Insurance is a product that is inherently difficult to understand. With long policy documents, technical definitions and exclusions, the task of comparing policies is beyond most of us.
For many years, CHOICE has tried to bridge this gap. Our finance specialists spend many hours gathering data, comparing hundreds of policies in order to identify the best in each category. But understanding which policy offers the best terms only gets you so far. It doesn't tell you what happens if you make a claim.
Until now, the only insight into the experience of people making claims was from data on disputes published by financial ombudsman schemes. This told us what happened if somebody was unhappy and made a complaint to an external body, but it didn't tell us what insurers were doing in the earlier stages.

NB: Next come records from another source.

//! Core data model of the binary GA.
//!
//! [`Genome`], [`Individual`] and [`Population`] are plain values. The
//! only invariant worth guarding, "sorted ascending by cost with
//! `rank == position`", is enforced by [`Population`]'s constructor.

use std::cmp::Ordering;
use std::fmt;

/// Objective to minimize.
///
/// Receives the decoded phenotype, one value per layout variable, in
/// layout order. Assumed pure: the engine may call it any number of times
/// with the same input and expects the same answer.
///
/// Closures implement it directly:
///
/// ```
/// use u_bitga::ga::CostFunction;
///
/// let f = |v: &[f64]| -v[0] * (v[1] / 2.0 - 10.0);
/// assert_eq!(f.cost(&[10.0, 7.0]), 65.0);
/// ```
pub trait CostFunction {
    fn cost(&self, phenotype: &[f64]) -> f64;
}

impl<F> CostFunction for F
where
    F: Fn(&[f64]) -> f64,
{
    fn cost(&self, phenotype: &[f64]) -> f64 {
        self(phenotype)
    }
}

/// Fixed-length bit string.
#[derive(Debug, Clone, PartialEq, Eq, Hash, Default)]
#[cfg_attr(feature = "serde", derive(serde::Serialize, serde::Deserialize))]
pub struct Genome(Vec<bool>);

impl Genome {
    pub fn new(bits: Vec<bool>) -> Self {
        Self(bits)
    }

    /// Builds a genome from `0`/`1` literals; any non-zero byte is a set bit.
    pub fn from_bits(bits: &[u8]) -> Self {
        Self(bits.iter().map(|&b| b != 0).collect())
    }

    pub fn bits(&self) -> &[bool] {
        &self.0
    }

    /// The genome as `0`/`1` bytes.
    pub fn to_bits(&self) -> Vec<u8> {
        self.0.iter().map(|&b| u8::from(b)).collect()
    }

    pub fn len(&self) -> usize {
        self.0.len()
    }

    pub fn is_empty(&self) -> bool {
        self.0.is_empty()
    }

    /// Toggles the bit at `locus`.
    ///
    /// # Panics
    /// Panics if `locus >= self.len()`.
    pub fn flip(&mut self, locus: usize) {
        self.0[locus] = !self.0[locus];
    }

    /// Copy of `self` with `[p1, p2)` taken from `donor`.
    ///
    /// Caller guarantees equal lengths and `p1 <= p2 <= len`.
    pub(crate) fn splice(&self, donor: &Genome, p1: usize, p2: usize) -> Genome {
        let mut bits = Vec::with_capacity(self.0.len());
        bits.extend_from_slice(&self.0[..p1]);
        bits.extend_from_slice(&donor.0[p1..p2]);
        bits.extend_from_slice(&self.0[p2..]);
        Genome(bits)
    }
}

impl From<Vec<bool>> for Genome {
    fn from(bits: Vec<bool>) -> Self {
        Self(bits)
    }
}

impl AsRef<[bool]> for Genome {
    fn as_ref(&self) -> &[bool] {
        &self.0
    }
}

impl fmt::Display for Genome {
    fn fmt(&self, f: &mut fmt::Formatter<'_>) -> fmt::Result {
        for &bit in &self.0 {
            f.write_str(if bit { "1" } else { "0" })?;
        }
        Ok(())
    }
}

/// A scored candidate solution.
#[derive(Debug, Clone, PartialEq)]
#[cfg_attr(feature = "serde", derive(serde::Serialize, serde::Deserialize))]
pub struct Individual {
    /// Position in the owning population. Not a stable identity.
    pub rank: usize,
    pub genome: Genome,
    /// Decoded variable values, in layout order.
    pub phenotype: Vec<f64>,
    pub cost: f64,
}

/// Individuals sorted ascending by cost, ranked by position.
///
/// Any NaN cost sorts after every number, whatever its sign bit; numbers
/// are ordered with [`f64::total_cmp`]. Sorting is stable.
#[derive(Debug, Clone, PartialEq, Default)]
#[cfg_attr(feature = "serde", derive(serde::Serialize, serde::Deserialize))]
pub struct Population {
    individuals: Vec<Individual>,
}

impl Population {
    /// Sorts `individuals` by cost and reassigns ranks.
    pub fn from_individuals(mut individuals: Vec<Individual>) -> Self {
        individuals.sort_by(compare_cost);
        for (rank, ind) in individuals.iter_mut().enumerate() {
            ind.rank = rank;
        }
        Self { individuals }
    }

    pub fn len(&self) -> usize {
        self.individuals.len()
    }

    pub fn is_empty(&self) -> bool {
        self.individuals.is_empty()
    }

    pub fn individuals(&self) -> &[Individual] {
        &self.individuals
    }

    pub fn iter(&self) -> std::slice::Iter<'_, Individual> {
        self.individuals.iter()
    }

    pub fn get(&self, rank: usize) -> Option<&Individual> {
        self.individuals.get(rank)
    }

    /// The lowest-cost individual.
    pub fn best(&self) -> Option<&Individual> {
        self.individuals.first()
    }

    pub fn into_individuals(self) -> Vec<Individual> {
        self.individuals
    }

    /// True when costs are non-decreasing and every rank equals its position.
    pub fn is_ordered(&self) -> bool {
        self.individuals
            .windows(2)
            .all(|w| compare_cost(&w[0], &w[1]) != Ordering::Greater)
            && self
                .individuals
                .iter()
                .enumerate()
                .all(|(i, ind)| ind.rank == i)
    }
}

impl<'a> IntoIterator for &'a Population {
    type Item = &'a Individual;
    type IntoIter = std::slice::Iter<'a, Individual>;

    fn into_iter(self) -> Self::IntoIter {
        self.individuals.iter()
    }
}

fn compare_cost(a: &Individual, b: &Individual) -> Ordering {
    a.cost
        .is_nan()
        .cmp(&b.cost.is_nan())
        .then_with(|| a.cost.total_cmp(&b.cost))
}
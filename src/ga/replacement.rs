//! Survivor selection: merge scored offspring into the population.

use super::config::Replacement;
use super::evaluate::Evaluator;
use super::types::{CostFunction, Genome, Population};
use crate::error::{Error, Result};
use tracing::{debug, instrument};

/// Scores `offspring` and builds the next population from `current`.
///
/// Offspring are decoded, evaluated and sorted ascending by cost first.
/// Then, depending on `policy`:
///
/// - [`Replacement::Elitist`]: the best `current.len() - keep` current
///   individuals plus the best `keep` offspring. Fails with
///   [`Error::Resize`] if `keep` exceeds either side.
/// - [`Replacement::SliceParity`]: the first `min(keep, current.len())`
///   current individuals plus the best `min(keep, offspring.len())`
///   offspring. The population size becomes the sum of the two.
///
/// The result is re-sorted and re-ranked. `current` is never modified.
#[instrument(level = "debug", skip_all, fields(current = current.len(), offspring = offspring.len(), keep = keep, policy = ?policy))]
pub fn replace<F>(
    evaluator: &Evaluator<'_, F>,
    current: &Population,
    offspring: Vec<Genome>,
    keep: usize,
    policy: Replacement,
) -> Result<Population>
where
    F: CostFunction + ?Sized,
{
    let size = current.len();
    if policy == Replacement::Elitist && (keep > size || keep > offspring.len()) {
        return Err(Error::Resize {
            keep,
            size: size.min(offspring.len()),
        });
    }

    let scored = offspring
        .into_iter()
        .map(|genome| evaluator.score(genome))
        .collect::<Result<Vec<_>>>()?;
    let scored = Population::from_individuals(scored).into_individuals();

    let survivors = match policy {
        Replacement::Elitist => size - keep,
        Replacement::SliceParity => keep.min(size),
    };
    let admitted = keep.min(scored.len());

    let mut next = Vec::with_capacity(survivors + admitted);
    next.extend_from_slice(&current.individuals()[..survivors]);
    next.extend(scored.into_iter().take(admitted));

    let next = Population::from_individuals(next);
    if let Some(best) = next.best() {
        debug!(size = next.len(), best_cost = best.cost, "population replaced");
    }
    Ok(next)
}

#[cfg(test)]
mod tests {
    use super::*;
    use crate::encoding::{Layout, VariableRange};
    use crate::ga::Individual;

    /// One 4-bit variable on `[0, 15]`: the genome value is the cost.
    fn layout() -> Layout {
        Layout::uniform(vec![VariableRange::new(0.0, 15.0).unwrap()], 4).unwrap()
    }

    fn identity(v: &[f64]) -> f64 {
        v[0]
    }

    fn genome(level: u8) -> Genome {
        Genome::from_bits(&[(level >> 3) & 1, (level >> 2) & 1, (level >> 1) & 1, level & 1])
    }

    fn population(levels: &[u8]) -> Population {
        let individuals = levels
            .iter()
            .map(|&l| Individual {
                rank: 0,
                genome: genome(l),
                phenotype: vec![l as f64],
                cost: l as f64,
            })
            .collect();
        Population::from_individuals(individuals)
    }

    fn costs(pop: &Population) -> Vec<f64> {
        pop.iter().map(|i| i.cost).collect()
    }

    #[test]
    fn test_elitist_preserves_size() {
        let layout = layout();
        let eval = Evaluator::new(&identity, &layout);
        let current = population(&[2, 4, 6, 8, 10, 12]);
        let offspring = vec![genome(9), genome(1), genome(15), genome(3)];

        let next = replace(&eval, &current, offspring, 2, Replacement::Elitist).unwrap();

        assert_eq!(next.len(), 6);
        assert_eq!(costs(&next), vec![1.0, 2.0, 3.0, 4.0, 6.0, 8.0]);
        assert!(next.is_ordered());
    }

    #[test]
    fn test_elitist_never_discards_the_best() {
        let layout = layout();
        let eval = Evaluator::new(&identity, &layout);
        let current = population(&[0, 4, 6, 8]);
        let offspring = vec![genome(15), genome(14)];

        let next = replace(&eval, &current, offspring, 2, Replacement::Elitist).unwrap();

        assert_eq!(costs(&next), vec![0.0, 4.0, 14.0, 15.0]);
    }

    #[test]
    fn test_elitist_rejects_oversized_keep() {
        let layout = layout();
        let eval = Evaluator::new(&identity, &layout);
        let current = population(&[2, 4]);

        let err = replace(&eval, &current, vec![genome(1); 4], 3, Replacement::Elitist)
            .unwrap_err();
        assert!(matches!(err, Error::Resize { keep: 3, .. }));

        let err = replace(&eval, &current, vec![genome(1)], 2, Replacement::Elitist)
            .unwrap_err();
        assert!(matches!(err, Error::Resize { keep: 2, .. }));
    }

    #[test]
    fn test_slice_parity_resizes() {
        let layout = layout();
        let eval = Evaluator::new(&identity, &layout);
        let current = population(&[2, 4, 6, 8, 10, 12, 14, 15, 13, 11]);
        let offspring: Vec<Genome> = (0..20).map(|i| genome(i % 16)).collect();

        let next = replace(&eval, &current, offspring, 2, Replacement::SliceParity).unwrap();

        // Two survivors plus two offspring: the population shrank from 10 to 4.
        assert_eq!(next.len(), 4);
        assert_eq!(costs(&next), vec![0.0, 0.0, 2.0, 4.0]);
        assert!(next.is_ordered());
    }

    #[test]
    fn test_slice_parity_keep_beyond_size_grows() {
        let layout = layout();
        let eval = Evaluator::new(&identity, &layout);
        let current = population(&[5, 6]);
        let offspring = vec![genome(1), genome(2), genome(3), genome(4)];

        let next = replace(&eval, &current, offspring, 3, Replacement::SliceParity).unwrap();

        assert_eq!(costs(&next), vec![1.0, 2.0, 3.0, 5.0, 6.0]);
    }

    #[test]
    fn test_slice_parity_half_keep_preserves_size() {
        let layout = layout();
        let eval = Evaluator::new(&identity, &layout);
        let current = population(&[2, 4, 6, 8]);
        let offspring = vec![genome(7), genome(1), genome(9), genome(3)];

        let next = replace(&eval, &current, offspring, 2, Replacement::SliceParity).unwrap();

        assert_eq!(costs(&next), vec![1.0, 2.0, 3.0, 4.0]);
    }

    #[test]
    fn test_invalid_offspring_leaves_current_untouched() {
        let layout = layout();
        let eval = Evaluator::new(&identity, &layout);
        let current = population(&[2, 4]);
        let before = current.clone();

        let result = replace(
            &eval,
            &current,
            vec![genome(1), Genome::from_bits(&[1, 0])],
            1,
            Replacement::Elitist,
        );

        assert!(matches!(result, Err(Error::SizeMismatch(_))));
        assert_eq!(current, before);
    }

    #[test]
    fn test_replacement_reranks() {
        let layout = layout();
        let eval = Evaluator::new(&identity, &layout);
        let current = population(&[3, 7]);
        let next = replace(&eval, &current, vec![genome(0), genome(9)], 1, Replacement::Elitist)
            .unwrap();
        let ranks: Vec<usize> = next.iter().map(|i| i.rank).collect();
        assert_eq!(ranks, vec![0, 1]);
        assert_eq!(costs(&next), vec![0.0, 3.0]);
    }
}
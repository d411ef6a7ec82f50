//! Interactive front end for the GA core.
//!
//! These are thin collaborators: a line-oriented [`Command`] parser, an
//! arithmetic [`Expression`] compiler that turns `f: (x, y) -> ...` into a
//! [`CostFunction`](crate::ga::CostFunction), the [`Session`] that owns
//! state between commands, and a [`Table`] for display. None of the
//! operator semantics live here.

mod command;
mod expr;
mod session;
mod table;

pub use command::{Command, DEFAULT_GENERATIONS};
pub use expr::{ExprError, Expression, MAX_NESTING, MAX_TOKENS};
pub use session::{Outcome, Session};
pub use table::{Table, DEFAULT_MAX_ROWS};
impl Func {
    fn lookup(name: &str) -> Option<Self> {
        Some(match name {
            "sin" => Func::Sin,
            "cos" => Func::Cos,
            "tan" => Func::Tan,
            "exp" => Func::Exp,
            "ln" | "log" => Func::Ln,
            "sqrt" => Func::Sqrt,
            "abs" => Func::Abs,
            _ => return None,
        })
    }

    fn apply(self, x: f64) -> f64 {
        match self {
            Func::Sin => x.sin(),
            Func::Cos => x.cos(),
            Func::Tan => x.tan(),
            Func::Exp => x.exp(),
            Func::Ln => x.ln(),
            Func::Sqrt => x.sqrt(),
            Func::Abs => x.abs(),
        }
    }
}

#[derive(Debug, Clone, PartialEq)]
enum Node {
    Const(f64),
    Var(usize),
    Neg(Box<Node>),
    Binary(BinOp, Box<Node>, Box<Node>),
    Call(Func, Box<Node>),
}

impl Node {
    fn eval(&self, values: &[f64]) -> f64 {
        match self {
            Node::Const(c) => *c,
            Node::Var(i) => values.get(*i).copied().unwrap_or(f64::NAN),
            Node::Neg(inner) => -inner.eval(values),
            Node::Binary(op, lhs, rhs) => {
                let (a, b) = (lhs.eval(values), rhs.eval(values));
                match op {
                    BinOp::Add => a + b,
                    BinOp::Sub => a - b,
                    BinOp::Mul => a * b,
                    BinOp::Div => a / b,
                    BinOp::Pow => a.powf(b),
                }
            }
            Node::Call(func, arg) => func.apply(arg.eval(values)),
        }
    }
}

// ============================================================================
// Lexer
// ============================================================================

#[derive(Debug, Clone, PartialEq)]
enum Token {
    Number(f64),
    Ident(String),
    Plus,
    Minus,
    Star,
    Slash,
    Caret,
    LParen,
    RParen,
    End,
}

impl fmt::Display for Token {
    fn fmt(&self, f: &mut fmt::Formatter<'_>) -> fmt::Result {
        match self {
            Token::Number(n) => write!(f, "number {n}"),
            Token::Ident(name) => write!(f, "'{name}'"),
            Token::Plus => f.write_str("'+'"),
            Token::Minus => f.write_str("'-'"),
            Token::Star => f.write_str("'*'"),
            Token::Slash => f.write_str("'/'"),
            Token::Caret => f.write_str("'^'"),
            Token::LParen => f.write_str("'('"),
            Token::RParen => f.write_str("')'"),
            Token::End => f.write_str("end of expression"),
        }
    }
}

fn tokenize(source: &str) -> Result<Vec<(Token, usize)>, ExprError> {
    let bytes = source.as_bytes();
    let mut tokens = Vec::new();
    let mut i = 0;

    while i < bytes.len() {
        let c = bytes[i];
        let start = i;
        let token = match c {
            b' ' | b'\t' | b'\r' | b'\n' => {
                i += 1;
                continue;
            }
            b'+' => Token::Plus,
            b'-' => Token::Minus,
            b'*' if bytes.get(i + 1) == Some(&b'*') => {
                i += 1;
                Token::Caret
            }
            b'*' => Token::Star,
            b'/' => Token::Slash,
            b'^' => Token::Caret,
            b'(' => Token::LParen,
            b')' => Token::RParen,
            b'0'..=b'9' | b'.' => {
                i = scan_number(bytes, i);
                let text = &source[start..i];
                let value = text.parse::<f64>().map_err(|_| ExprError::InvalidNumber {
                    text: text.to_string(),
                    pos: start,
                })?;
                tokens.push((Token::Number(value), start));
                continue;
            }
            c if c == b'_' || c.is_ascii_alphabetic() => {
                while i < bytes.len() && (bytes[i] == b'_' || bytes[i].is_ascii_alphanumeric()) {
                    i += 1;
                }
                tokens.push((Token::Ident(source[start..i].to_string()), start));
                continue;
            }
            _ => {
                let ch = source[i..].chars().next().unwrap_or('?');
                return Err(ExprError::UnexpectedChar { ch, pos: i });
            }
        };
        tokens.push((token, start));
        i += 1;
    }

    tokens.push((Token::End, source.len()));
    Ok(tokens)
}

/// End of a numeric literal starting at `i`, exponent included.
fn scan_number(bytes: &[u8], mut i: usize) -> usize {
    while i < bytes.len() && (bytes[i].is_ascii_digit() || bytes[i] == b'.') {
        i += 1;
    }
    if i < bytes.len() && (bytes[i] == b'e' || bytes[i] == b'E') {
        let mut j = i + 1;
        if j < bytes.len() && (bytes[j] == b'+' || bytes[j] == b'-') {
            j += 1;
        }
        if j < bytes.len() && bytes[j].is_ascii_digit() {
            while j < bytes.len() && bytes[j].is_ascii_digit() {
                j += 1;
            }
            i = j;
        }
    }
    i
}

fn is_identifier(name: &str) -> bool {
    let mut chars = name.chars();
    matches!(chars.next(), Some(c) if c == '_' || c.is_ascii_alphabetic())
        && chars.all(|c| c == '_' || c.is_ascii_alphanumeric())
}

fn is_reserved(name: &str) -> bool {
    matches!(name, "pi" | "e") || Func::lookup(name).is_some()
}

// ============================================================================
// Parser
// ============================================================================

struct Parser<'a> {
    tokens: &'a [(Token, usize)],
    pos: usize,
    depth: usize,
    variables: &'a [String],
}

impl Parser<'_> {
    fn peek(&self) -> &Token {
        &self.tokens[self.pos].0
    }

    fn offset(&self) -> usize {
        self.tokens[self.pos].1
    }

    fn advance(&mut self) -> (Token, usize) {
        let (token, at) = self.tokens[self.pos].clone();
        if token != Token::End {
            self.pos += 1;
        }
        (token, at)
    }

    fn expect(&mut self, token: &Token, expected: &'static str) -> Result<(), ExprError> {
        if self.peek() == token {
            self.advance();
            Ok(())
        } else {
            Err(self.unexpected(expected))
        }
    }

    fn unexpected(&self, expected: &'static str) -> ExprError {
        ExprError::Unexpected {
            expected,
            found: self.peek().to_string(),
            pos: self.offset(),
        }
    }

    // expr := term (('+' | '-') term)*
    fn expr(&mut self) -> Result<Node, ExprError> {
        let mut lhs = self.term()?;
        loop {
            let op = match self.peek() {
                Token::Plus => BinOp::Add,
                Token::Minus => BinOp::Sub,
                _ => return Ok(lhs),
            };
            self.advance();
            let rhs = self.term()?;
            lhs = Node::Binary(op, Box::new(lhs), Box::new(rhs));
        }
    }

    // term := unary (('*' | '/') unary)*
    fn term(&mut self) -> Result<Node, ExprError> {
        let mut lhs = self.unary()?;
        loop {
            let op = match self.peek() {
                Token::Star => BinOp::Mul,
                Token::Slash => BinOp::Div,
                _ => return Ok(lhs),
            };
            self.advance();
            let rhs = self.unary()?;
            lhs = Node::Binary(op, Box::new(lhs), Box::new(rhs));
        }
    }

    // Every nested construct re-enters through here.
    fn unary(&mut self) -> Result<Node, ExprError> {
        if self.depth >= MAX_NESTING {
            return Err(ExprError::TooDeep {
                limit: MAX_NESTING,
                pos: self.offset(),
            });
        }
        self.depth += 1;
        let node = self.signed();
        self.depth -= 1;
        node
    }

    // unary := ('-' | '+') unary | power
    fn signed(&mut self) -> Result<Node, ExprError> {
        match self.peek() {
            Token::Minus => {
                self.advance();
                Ok(Node::Neg(Box::new(self.unary()?)))
            }
            Token::Plus => {
                self.advance();
                self.unary()
            }
            _ => self.power(),
        }
    }

    // power := primary ('^' unary)?
    fn power(&mut self) -> Result<Node, ExprError> {
        let base = self.primary()?;
        if *self.peek() == Token::Caret {
            self.advance();
            let exponent = self.unary()?;
            return Ok(Node::Binary(BinOp::Pow, Box::new(base), Box::new(exponent)));
        }
        Ok(base)
    }

    // primary := number | ident | ident '(' expr ')' | '(' expr ')'
    fn primary(&mut self) -> Result<Node, ExprError> {
        let (token, at) = self.advance();
        match token {
            Token::Number(n) => Ok(Node::Const(n)),
            Token::LParen => {
                let inner = self.expr()?;
                self.expect(&Token::RParen, "')'")?;
                Ok(inner)
            }
            Token::Ident(name) if *self.peek() == Token::LParen => {
                let func = Func::lookup(&name)
                    .ok_or(ExprError::UnknownFunction { name, pos: at })?;
                self.advance();
                let arg = self.expr()?;
                self.expect(&Token::RParen, "')'")?;
                Ok(Node::Call(func, Box::new(arg)))
            }
            Token::Ident(name) => {
                if let Some(i) = self.variables.iter().position(|v| *v == name) {
                    return Ok(Node::Var(i));
                }
                match name.as_str() {
                    "pi" => Ok(Node::Const(std::f64::consts::PI)),
                    "e" => Ok(Node::Const(std::f64::consts::E)),
                    _ => Err(ExprError::UnknownVariable { name, pos: at }),
                }
            }
            other => Err(ExprError::Unexpected {
                expected: "a number, variable, function or '('",
                found: other.to_string(),
                pos: at,
            }),
        }
    }
}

A new project from our financial regulators has started to change that. In a world first, the Australian Prudential Regulation Authority and Australian Securities and Investments Commission have begun publishing data on life insurance, covering the percentage of claims that are accepted, how long you have to wait for a decision and how many of those decisions are disputed by consumers.
The first data release reveals a huge variation in performance. AMP takes on average 8.4 months to determine a claim for death benefits –eight times the industry average. Asteron, which provides insurance through Suncorp Super, has a dispute rate for total and permanent disability claims that is 12 times the industry average.
This sort of information would make you think twice before taking out a policy with either of these businesses.
The insights from this data only make us hungry for deeper intervention. At the moment, the data only tells you about how each insurer performs overall – it doesn't tell you how this differs for each policy. It's also limited to life insurance. We'd love to see policy-by-policy data across other types of insurance, so we can use it in our reviews of travel, car and home insurance.
Insurers are looking at these sort of figures all of the time, because the more claims they deny, delay or obstruct, the greater their profitability. And conversely, the more claims they accept, and the lower the rate of disputes, the more likely it is that they're selling policies that meet their customers' needs and expectations.
We'd like to see regulators doing more to expose the differences in how claims are handled. Insurers that are doing the right thing by their customers should support this. The only firms that need fear greater transparency are those that are profiting from selling policies that offer little value to their customers.